ADI sees profit in signal-processing chain
The company avoids market segments with too much competition, commoditization, and ASP erosion.
Rick Nelson, Editor-in-Chief -- EDN, March 16, 2010
Analog Devices is focusing on the entire signal chain while avoiding market segments with too much competition, commoditization, and ASP erosion, according to president and CEO Jerald Fishman. The company's focus is "to do fewer things better," Fishman said in his introductory comments at a March 11 presentation to analysts. The refocused effort, said Dave Zinsner, VP and CFO, is expected to yield compound annual growth rates in the range of 8% to 12% over the next five years.
Fishman and Zinsner were joined at the event by officials who commented on various aspects of the company's business. Robbie McAdam, VP of core products and technologies, said the company is well positioned to meet the constant appetite to bring more signals into the analog domain. He said that 94% of ADI's business focuses on signal processing; for the standard linear market, he said, 53% of the business involves signal processing while 47% is in power management.
Few companies, McAdam said, can claim more than 30% share of any market segment, and he added that ADI claims 44% of the converter market, putting it in such company as Intel (with 66% of the microprocessor market), Samsung (with 30% of the DRAM market), and Texas Instruments (with 42% of the 3G smart-phone processor market). As evidence of the goal of avoiding eroding ASPs, McAdam said that the company's high-performance amplifiers command five times the industry's average price for amplifiers. He noted that there are 60,000 customers for ADI's 10,000 core products; those customers, he said, are risk-averse ones for whom brand matters. A company goal, McAdam said, is to double the number of ADI parts per design.
McAdam sees opportunities in the RF market, commenting, "Frequency is the last frontier." He also sees opportunities in sensors, particularly in automotive applications (for functions like stability control, airbag deployment, and cruise control) as well as in industrial and medical applications.
McAdam said that ADI is focusing its Sharc and BlackFin DSPs on video-based driver assistance systems, home-entertainment audio processors, motor-control processor subsystems, smart-energy meter subsystems, and portable medical devices. He also said that ADI is addressing some segments of the power management market, including digital cameras, communications infrastructure, industrial and medical applications, and some general-purpose consumer and cell-phone applications.

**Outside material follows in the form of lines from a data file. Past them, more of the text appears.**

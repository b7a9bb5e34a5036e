//! Scanner
//!
//! The scanner turns characters into tokens on demand. It performs:
//! - Whitespace skipping (space, tab, CR, LF)
//! - String unescaping, including `\u` escapes and surrogate pairs
//! - Number lexing (the lexeme is kept as text for the parser to convert)
//! - Literal matching for `true`, `false`, and `null`
//!
//! One character of pushback is kept between calls; nothing else is
//! buffered.

use std::io;

use tracing::trace;

use crate::error::{describe_char, Location, ParseError, Result};
use crate::source::CharSource;
use crate::token::{Token, TokenKind};

/// A 1-based line and column.
#[derive(Debug, Clone, Copy, PartialEq, Eq)]
struct Position {
    line: usize,
    column: usize,
}

impl Position {
    const START: Position = Position { line: 1, column: 1 };

    fn advance(self, ch: char) -> Self {
        if ch == '\n' {
            Position {
                line: self.line + 1,
                column: 1,
            }
        } else {
            Position {
                line: self.line,
                column: self.column + 1,
            }
        }
    }

    fn location(self) -> Location {
        Location::new(self.line, self.column)
    }
}

/// Result of decoding one escape sequence.
enum Escape {
    Char(char),
    /// A UTF-16 code unit from `\uXXXX`.
    Unit(u16),
}

/// Pull-based JSON tokenizer.
pub struct Scanner<S> {
    source: S,
    /// A character (or end of input) that was read and given back, with the
    /// position it was read at.
    pushback: Option<(Option<char>, Position)>,
    /// Position of the next character the source will produce.
    next_pos: Position,
    /// Position of the character most recently returned by `read`.
    last_pos: Position,
    /// Position of the first character of the most recent token.
    token_pos: Position,
}

impl<S: CharSource> Scanner<S> {
    pub fn new(source: S) -> Self {
        Self {
            source,
            pushback: None,
            next_pos: Position::START,
            last_pos: Position::START,
            token_pos: Position::START,
        }
    }

    /// Where the most recently returned token started.
    pub fn token_location(&self) -> Location {
        self.token_pos.location()
    }

    /// Scan the next token. Returns [`Token::EOF`] once the input is
    /// exhausted, and keeps returning it on further calls.
    pub fn next_token(&mut self) -> Result<Token> {
        let ch = self.skip_whitespace()?;
        self.token_pos = self.last_pos;

        let token = match ch {
            None => Token::EOF,
            Some('[') => Token::START_LIST,
            Some(']') => Token::END_LIST,
            Some('{') => Token::START_MAP,
            Some('}') => Token::END_MAP,
            Some(',') => Token::COMMA,
            Some(':') => Token::COLON,
            Some('"') => self.read_string()?,
            Some(c @ ('-' | '0'..='9')) => self.read_number(c)?,
            Some('f') => {
                self.consume_literal("false literal", "alse")?;
                Token::FALSE
            }
            Some('t') => {
                self.consume_literal("true literal", "rue")?;
                Token::TRUE
            }
            Some('n') => {
                self.consume_literal("null literal", "ull")?;
                Token::NULL
            }
            Some(c) => {
                return Err(self.error(
                    "JSON",
                    "a valid JSON value start character",
                    Some(c),
                ))
            }
        };

        trace!(
            kind = %token.kind(),
            line = self.token_pos.line,
            column = self.token_pos.column,
            "token"
        );
        Ok(token)
    }

    fn skip_whitespace(&mut self) -> Result<Option<char>> {
        loop {
            match self.read()? {
                Some(' ' | '\t' | '\r' | '\n') => continue,
                other => return Ok(other),
            }
        }
    }

    /// Read the body of a string; the opening quote is already consumed.
    fn read_string(&mut self) -> Result<Token> {
        let mut text = String::new();
        // Consecutive `\u` escapes, decoded together so surrogate pairs combine.
        let mut units: Vec<u16> = Vec::new();

        loop {
            match self.read()? {
                None => return Err(self.error("string", "'\"'", None)),
                Some('"') => break,
                Some('\\') => match self.read_escape()? {
                    Escape::Unit(unit) => units.push(unit),
                    Escape::Char(c) => {
                        flush_units(&mut text, &mut units);
                        text.push(c);
                    }
                },
                Some(c) if c <= '\u{1F}' => {
                    return Err(self.error("string", "non-control character", Some(c)))
                }
                Some(c) => {
                    flush_units(&mut text, &mut units);
                    text.push(c);
                }
            }
        }

        flush_units(&mut text, &mut units);
        Ok(Token::with_text(TokenKind::String, text))
    }

    fn read_escape(&mut self) -> Result<Escape> {
        let escaped = match self.read()? {
            Some('"') => '"',
            Some('\\') => '\\',
            Some('/') => '/',
            Some('b') => '\u{08}',
            Some('f') => '\u{0C}',
            Some('n') => '\n',
            Some('r') => '\r',
            Some('t') => '\t',
            Some('u') => return self.read_unicode_escape().map(Escape::Unit),
            other => {
                return Err(self.error(
                    "string escape",
                    "one of \"\\/bfnrt or a unicode escape",
                    other,
                ))
            }
        };
        Ok(Escape::Char(escaped))
    }

    fn read_unicode_escape(&mut self) -> Result<u16> {
        let mut unit: u16 = 0;
        for _ in 0..4 {
            let ch = self.read()?;
            let digit = ch
                .and_then(|c| c.to_digit(16))
                .ok_or_else(|| self.error("Unicode escape", "0-9, a-f or A-F", ch))?;
            unit = (unit << 4) | digit as u16;
        }
        Ok(unit)
    }

    /// Read a number whose first character (`-` or a digit) is already
    /// consumed.
    fn read_number(&mut self, first: char) -> Result<Token> {
        let mut lexeme = String::new();
        let mut lead = first;

        if first == '-' {
            lexeme.push('-');
            match self.read()? {
                Some(c) if c.is_ascii_digit() => lead = c,
                other => return Err(self.error("number", "[0-9]", other)),
            }
        }
        lexeme.push(lead);

        if lead == '0' {
            let next = self.read()?;
            if let Some(c) = next.filter(char::is_ascii_digit) {
                return Err(self.error(
                    "number",
                    "'.', 'e' or end of number after leading zero",
                    Some(c),
                ));
            }
            self.unread(next);
        } else {
            self.consume_digits(&mut lexeme)?;
        }

        let mut floating = false;
        if self.matches('.')? {
            floating = true;
            lexeme.push('.');
            if !self.consume_digits(&mut lexeme)? {
                let ch = self.read()?;
                return Err(self.error("number", "[0-9] after dot", ch));
            }
        }
        if self.consume_exponent(&mut lexeme)? {
            floating = true;
        }

        let kind = if floating {
            TokenKind::Double
        } else {
            TokenKind::Integer
        };
        Ok(Token::with_text(kind, lexeme))
    }

    fn consume_exponent(&mut self, lexeme: &mut String) -> Result<bool> {
        if !self.matches('e')? && !self.matches('E')? {
            return Ok(false);
        }
        lexeme.push('e');
        if self.matches('-')? {
            lexeme.push('-');
        } else if self.matches('+')? {
            lexeme.push('+');
        }
        if !self.consume_digits(lexeme)? {
            let ch = self.read()?;
            return Err(self.error("number", "[0-9] after exponent start", ch));
        }
        Ok(true)
    }

    /// Append a run of digits; returns whether there was at least one.
    fn consume_digits(&mut self, lexeme: &mut String) -> Result<bool> {
        let mut any = false;
        loop {
            match self.read()? {
                Some(c) if c.is_ascii_digit() => {
                    lexeme.push(c);
                    any = true;
                }
                other => {
                    self.unread(other);
                    return Ok(any);
                }
            }
        }
    }

    fn consume_literal(&mut self, element: &'static str, rest: &str) -> Result<()> {
        for expected in rest.chars() {
            let ch = self.read()?;
            if ch != Some(expected) {
                return Err(self.error(element, describe_char(expected), ch));
            }
        }
        Ok(())
    }

    /// Consume the next character if it is `expected`.
    fn matches(&mut self, expected: char) -> Result<bool> {
        let ch = self.read()?;
        if ch == Some(expected) {
            return Ok(true);
        }
        self.unread(ch);
        Ok(false)
    }

    fn unread(&mut self, ch: Option<char>) {
        self.pushback = Some((ch, self.last_pos));
    }

    fn read(&mut self) -> Result<Option<char>> {
        if let Some((ch, pos)) = self.pushback.take() {
            self.last_pos = pos;
            return Ok(ch);
        }

        let ch = self
            .source
            .next_char()
            .map_err(|e| self.source_error(e))?;
        self.last_pos = self.next_pos;
        if let Some(c) = ch {
            self.next_pos = self.next_pos.advance(c);
        }
        Ok(ch)
    }

    fn source_error(&self, err: io::Error) -> ParseError {
        if err.kind() == io::ErrorKind::InvalidData {
            ParseError::InvalidUtf8 {
                location: self.next_pos.location(),
            }
        } else {
            ParseError::Io(err)
        }
    }

    /// Build a lexical error at the most recently read character.
    fn error(
        &self,
        element: &'static str,
        expected: impl Into<String>,
        found: Option<char>,
    ) -> ParseError {
        let location = self.last_pos.location();
        match found {
            Some(c) => ParseError::Unexpected {
                element,
                expected: expected.into(),
                found: describe_char(c),
                location,
            },
            None => ParseError::EndOfInput {
                element,
                expected: expected.into(),
                location,
            },
        }
    }
}

/// Decode pending UTF-16 units into `text`. Unpaired surrogates cannot live in
/// a Rust string and become U+FFFD, so `\uD800` is accepted but not
/// preserved.
fn flush_units(text: &mut String, units: &mut Vec<u16>) {
    if units.is_empty() {
        return;
    }
    text.extend(
        char::decode_utf16(units.drain(..)).map(|r| r.unwrap_or(char::REPLACEMENT_CHARACTER)),
    );
}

VP for converters Dick Meany drilled down on the converter market, saying that ADI's converter business establishes a "beachhead to the BOM," providing a vantage point from which the company can capture board real estate for other signal-chain components. Peter Real, VP for linear and RF, commented on the company's RF business. He described RF as fundamentally a signal-processing challenge (extracting a desired signal from a dirty environment) that the company is well positioned to address in communications-infrastructure, automotive, industrial-and-instrumentation, healthcare, and consumer applications.
VPs Mike Britchfield and Pat O'Doherty elaborated on for industrial and instrumentation and healthcare businesses, respectively. Britchfield said the company is targeting smart-grid, process-control and monitoring, motor-control, and robotics and machine-vision applications. O'Doherty said the company is addressing in-patient and out-patient healthcare markets. Specific applications the company serves include computed tomography, magnetic-resonance imaging, ultrasound, portable patient monitoring, and consumer healthcare products.
CFO Zinsner concluded the event saying ADI plans to grow revenue faster than the served market, grow earnings faster than revenue, generate a strong free cash flow, and provide conservative financial management.